The student demonstration, one of the largest protest marches in Canadian history, has rocked Quebec and "upped the anti" for a movement on a collision course with the provincial Charest Liberal government.
"We are just getting started" the students spokespeople said at the rally, calling for all groups in Quebec society to join them, including labour, and by all accounts it looks like the struggle here could be just beginning.
Hard work pays off
The mass demonstrations come after a long haul of organizing by students and allies. Sharp debates on campus just a year ago questioned whether the student unions could forge the unity necessary to launch an effective resistance, and if the students themselves were willing to fight.
The initial announcement of a significant increase in fees by the Charest government came in 2010, but it was only with the 2011 provincial budget that the exact amount of the hike was revealed: $325 annually over five years, adding up to $1,625 more per year, plus ancillary fees.

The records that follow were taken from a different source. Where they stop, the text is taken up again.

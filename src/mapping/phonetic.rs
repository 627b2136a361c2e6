//! Soundex-style phonetic character classes.

use super::AlphabetMapping;

/// Collapses letters into coarse phonetic classes.
///
/// Letters are case folded and stripped of common Latin diacritics first
/// (`ü` → `u`, `ß` → `s`), then grouped:
///
/// | Class | Letters |
/// |-------|---------|
/// | `A` | a e i o u y |
/// | `B` | b f p v |
/// | `C` | c g j k q s x z |
/// | `D` | d t |
/// | `E` | l |
/// | `F` | m n |
/// | `G` | r |
/// | `H` | h w |
///
/// Every other character maps to its case-folded self, so the mapping is
/// total. Class labels are uppercase and nothing else maps to uppercase
/// ASCII, so a digit or symbol never shares a label with a letter class.
///
/// ```rust
/// use state_set_index::mapping::{AlphabetMapping, PhoneticClasses};
///
/// let code: String = "Müller".chars().filter_map(|c| PhoneticClasses.map(c)).collect();
/// let other: String = "Miller".chars().filter_map(|c| PhoneticClasses.map(c)).collect();
/// assert_eq!(code, other);
/// ```
#[derive(Debug, Clone, Copy, Default, PartialEq, Eq, Hash)]
pub struct PhoneticClasses;

impl PhoneticClasses {
    /// Strip diacritics from a lowercase Latin letter.
    fn fold(character: char) -> char {
        match character {
            'à' | 'á' | 'â' | 'ã' | 'ä' | 'å' | 'æ' => 'a',
            'ç' => 'c',
            'è' | 'é' | 'ê' | 'ë' => 'e',
            'ì' | 'í' | 'î' | 'ï' => 'i',
            'ñ' => 'n',
            'ò' | 'ó' | 'ô' | 'õ' | 'ö' | 'ø' | 'œ' => 'o',
            'ù' | 'ú' | 'û' | 'ü' => 'u',
            'ý' | 'ÿ' => 'y',
            'ß' => 's',
            other => other,
        }
    }
}

impl AlphabetMapping for PhoneticClasses {
    fn map(&self, character: char) -> Option<char> {
        let lower = character.to_lowercase().next().unwrap_or(character);

        let class = match Self::fold(lower) {
            'a' | 'e' | 'i' | 'o' | 'u' | 'y' => 'A',
            'b' | 'f' | 'p' | 'v' => 'B',
            'c' | 'g' | 'j' | 'k' | 'q' | 's' | 'x' | 'z' => 'C',
            'd' | 't' => 'D',
            'l' => 'E',
            'm' | 'n' => 'F',
            'r' => 'G',
            'h' | 'w' => 'H',
            other => other,
        };

        Some(class)
    }
}

#[cfg(test)]
mod tests {
    use super::*;

    fn code(s: &str) -> String {
        s.chars().filter_map(|c| PhoneticClasses.map(c)).collect()
    }

    #[test]
    fn test_similar_names_share_code() {
        assert_eq!(code("Müller"), code("Muller"));
        assert_eq!(code("Meyer"), code("Maier"));
        assert_eq!(code("Schmidt"), code("Schmitt"));
    }

    #[test]
    fn test_distinct_names_differ() {
        assert_ne!(code("Muster"), code("Müller"));
    }

    #[test]
    fn test_digits_do_not_collide_with_classes() {
        let classes: Vec<char> = "aeiouybfpvcgjkqsxzdtlmnrhw"
            .chars()
            .filter_map(|c| PhoneticClasses.map(c))
            .collect();
        for digit in '0'..='9' {
            assert_eq!(PhoneticClasses.map(digit), Some(digit));
            assert!(!classes.contains(&digit), "{} shares a class label", digit);
        }
        assert_ne!(code("b1"), code("bb"));
        assert_ne!(code("a0"), code("aa"));
    }

    #[test]
    fn test_non_letters_pass_through() {
        assert_eq!(PhoneticClasses.map('-'), Some('-'));
        assert_eq!(PhoneticClasses.map('9'), Some('9'));
        assert_eq!(PhoneticClasses.map('日'), Some('日'));
    }

    #[test]
    fn test_case_and_diacritics_folded() {
        assert_eq!(PhoneticClasses.map('Ü'), PhoneticClasses.map('u'));
        assert_eq!(PhoneticClasses.map('ß'), PhoneticClasses.map('s'));
        assert_eq!(PhoneticClasses.map('É'), Some('A'));
    }
}
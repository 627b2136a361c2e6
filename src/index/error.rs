//! Error types for index construction and lookup.

use thiserror::Error;

/// Errors reported by [`StateSetIndex`](super::StateSetIndex).
///
/// Not finding a match is not an error; lookups report it as `Ok(None)`.
#[derive(Debug, Error, Clone, PartialEq, Eq)]
pub enum IndexError {
    /// The prefix length was zero.
    ///
    /// At least one character of every string must be indexed.
    #[error("Prefix length must be at least 1")]
    ZeroPrefixLength,

    /// The alphabet mapping returned `None` for a character.
    ///
    /// Mappings must be total over the characters of the dictionary and of
    /// the queries; an unmapped character is never treated as a wildcard.
    #[error("Alphabet mapping is undefined for {character:?} in {text:?}")]
    UnmappedCharacter {
        /// The character the mapping rejected
        character: char,
        /// The dictionary entry or query containing it
        text: String,
    },
}

/// A specialized `Result` type for index operations.
pub type Result<T> = std::result::Result<T, IndexError>;
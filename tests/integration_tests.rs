use state_set_index::prelude::*;
use std::collections::BTreeSet;

fn worked_example_mapping() -> CharTable {
    [
        ('M', '1'),
        ('u', '2'),
        ('e', '3'),
        ('l', '4'),
        ('r', '1'),
        ('ü', '2'),
        ('n', '3'),
        ('t', '4'),
        ('s', '1'),
        ('m', '2'),
        ('a', '3'),
    ]
    .into_iter()
    .collect()
}

const NAMES: [&str; 5] = ["Müller", "Mueller", "Muentner", "Muster", "Mustermann"];

#[test]
fn test_worked_example() {
    let index = StateSetIndex::build(NAMES, worked_example_mapping(), 6).unwrap();

    let found = index.find("Mustre", 2).unwrap();
    assert_eq!(
        found,
        Some(Candidate {
            term: "Muster".to_string(),
            distance: 2
        })
    );
}

#[test]
fn test_worked_example_tighter_threshold() {
    let index = StateSetIndex::build(NAMES, worked_example_mapping(), 6).unwrap();
    // Mustre -> Muster needs a transposition, i.e. two plain edits.
    assert_eq!(index.find("Mustre", 1).unwrap(), None);
    assert_eq!(
        index.find("Muster", 0).unwrap().map(|c| c.term),
        Some("Muster".to_string())
    );
}

#[test]
fn test_no_match_in_unrelated_dictionary() {
    let index = StateSetIndex::build(["alpha", "beta", "gamma"], Identity, 4).unwrap();
    assert_eq!(index.find("zzzzzz", 2).unwrap(), None);
}

#[test]
fn test_threshold_zero_requires_exact_entry() {
    let words = ["apple", "apply", "applesauce", "ape"];
    let index = StateSetIndex::build(words, Identity, 3).unwrap();

    for word in words {
        let found = index.find(word, 0).unwrap().unwrap();
        assert_eq!(found.term, word);
        assert_eq!(found.distance, 0);
    }
    assert_eq!(index.find("appl", 0).unwrap(), None);
    assert_eq!(index.find("apples", 0).unwrap(), None);
}

#[test]
fn test_duplicate_entries_are_ignored() {
    let once = StateSetIndex::build(["test", "testing"], Identity, 4).unwrap();
    let twice = StateSetIndex::build(["test", "testing", "test", "testing"], Identity, 4).unwrap();

    assert_eq!(once.len(), twice.len());
    assert_eq!(once.node_count(), twice.node_count());
    assert_eq!(once.find("tset", 2).unwrap(), twice.find("tset", 2).unwrap());
}

#[test]
fn test_build_order_does_not_matter() {
    let forward = StateSetIndex::build(NAMES, worked_example_mapping(), 6).unwrap();
    let mut reversed_names = NAMES;
    reversed_names.reverse();
    let reversed = StateSetIndex::build(reversed_names, worked_example_mapping(), 6).unwrap();

    assert_eq!(forward.node_count(), reversed.node_count());
    for query in ["Mustre", "Muler", "Mueler", "Mustermann", "Mntner"] {
        for threshold in 0..4 {
            assert_eq!(
                forward.find(query, threshold).unwrap(),
                reversed.find(query, threshold).unwrap(),
                "{} at {}",
                query,
                threshold
            );
        }
    }
}

#[test]
fn test_complete_coverage_finds_more_than_indexed_prefix() {
    let words = ["xabc", "abcd", "zzzz"];
    let complete = IndexBuilder::new().prefix_length(3).build(words).unwrap();
    let truncated = IndexBuilder::new()
        .prefix_length(3)
        .coverage(Coverage::IndexedPrefix)
        .build(words)
        .unwrap();

    let complete_candidates: BTreeSet<&str> =
        complete.candidates("abc", 1).unwrap().into_iter().collect();
    let truncated_candidates: BTreeSet<&str> =
        truncated.candidates("abc", 1).unwrap().into_iter().collect();

    assert!(complete_candidates.contains("xabc"));
    assert!(complete_candidates.contains("abcd"));
    assert!(!truncated_candidates.contains("xabc"));
    assert!(truncated_candidates.contains("abcd"));

    // Same answer whenever the indexed-prefix candidates happen to suffice.
    assert_eq!(
        complete.find("abcd", 1).unwrap(),
        truncated.find("abcd", 1).unwrap()
    );
}

#[test]
fn test_phonetic_mapping_still_ranks_by_spelling() {
    let index = StateSetIndex::build(["Meyer", "Maier", "Mayr", "Schmidt"], PhoneticClasses, 6).unwrap();

    let found = index.find("Meier", 1).unwrap().unwrap();
    // Meyer and Maier are both one edit away; ties go to the smaller string.
    assert_eq!(found.term, "Maier");
    assert_eq!(found.distance, 1);
}

#[test]
fn test_case_fold_mapping_shares_paths() {
    let index = IndexBuilder::new()
        .mapping(CaseFold)
        .build(["Berlin", "BERLIN", "berlin"])
        .unwrap();

    assert_eq!(index.len(), 3);
    assert_eq!(index.node_count(), 7);
    assert!(index.contains("BERLIN").unwrap());
    assert!(!index.contains("BeRlIn").unwrap());
}

#[test]
fn test_unicode_counts_scalar_values() {
    let index = StateSetIndex::build(["naïve", "café", "日本語"], Identity, 6).unwrap();

    let found = index.find("naive", 1).unwrap().unwrap();
    assert_eq!((found.term.as_str(), found.distance), ("naïve", 1));

    let found = index.find("日本", 1).unwrap().unwrap();
    assert_eq!((found.term.as_str(), found.distance), ("日本語", 1));
}

#[test]
fn test_index_shared_across_threads() {
    let index = std::sync::Arc::new(StateSetIndex::build(NAMES, worked_example_mapping(), 6).unwrap());

    let handles: Vec<_> = (0..4)
        .map(|_| {
            let index = std::sync::Arc::clone(&index);
            std::thread::spawn(move || index.find("Mustre", 2).unwrap())
        })
        .collect();

    for handle in handles {
        let found = handle.join().unwrap().unwrap();
        assert_eq!(found.term, "Muster");
    }
}

#[test]
fn test_terms_in_insertion_order() {
    let index = StateSetIndex::build(["b", "a", "b", "c"], Identity, 2).unwrap();
    assert_eq!(index.terms().collect::<Vec<_>>(), vec!["b", "a", "c"]);
}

The 2012 budget, tabled a few days before the demonstration, continues this plan of attack by the Liberals - but in new conditions.
Months of sustained resistance starting in December have seen tens of thousands of students, professors, parents, labour and community movements on the streets virtually every week. Even right-wing media commentators are calling for the government to negotiate with the students.
Now the question is whether the students can take the moral pressure of their strike and join forces with the labour movement.
Militancy and unity
Opposition to the tuition hike has already brought together a politically disparate group of student unions known as much for their militant actions as in‑fighting. Quebec has a long history of student mobilization. This is the eighth student strike in the last four decades, and the fruits of that pressure has been to keep fees frozen, giving Quebec the most accessible education in Canada - something the government, ironically, never fails to remind people with an all‑out media blitz of radio and TV campaign ads in support of the increase.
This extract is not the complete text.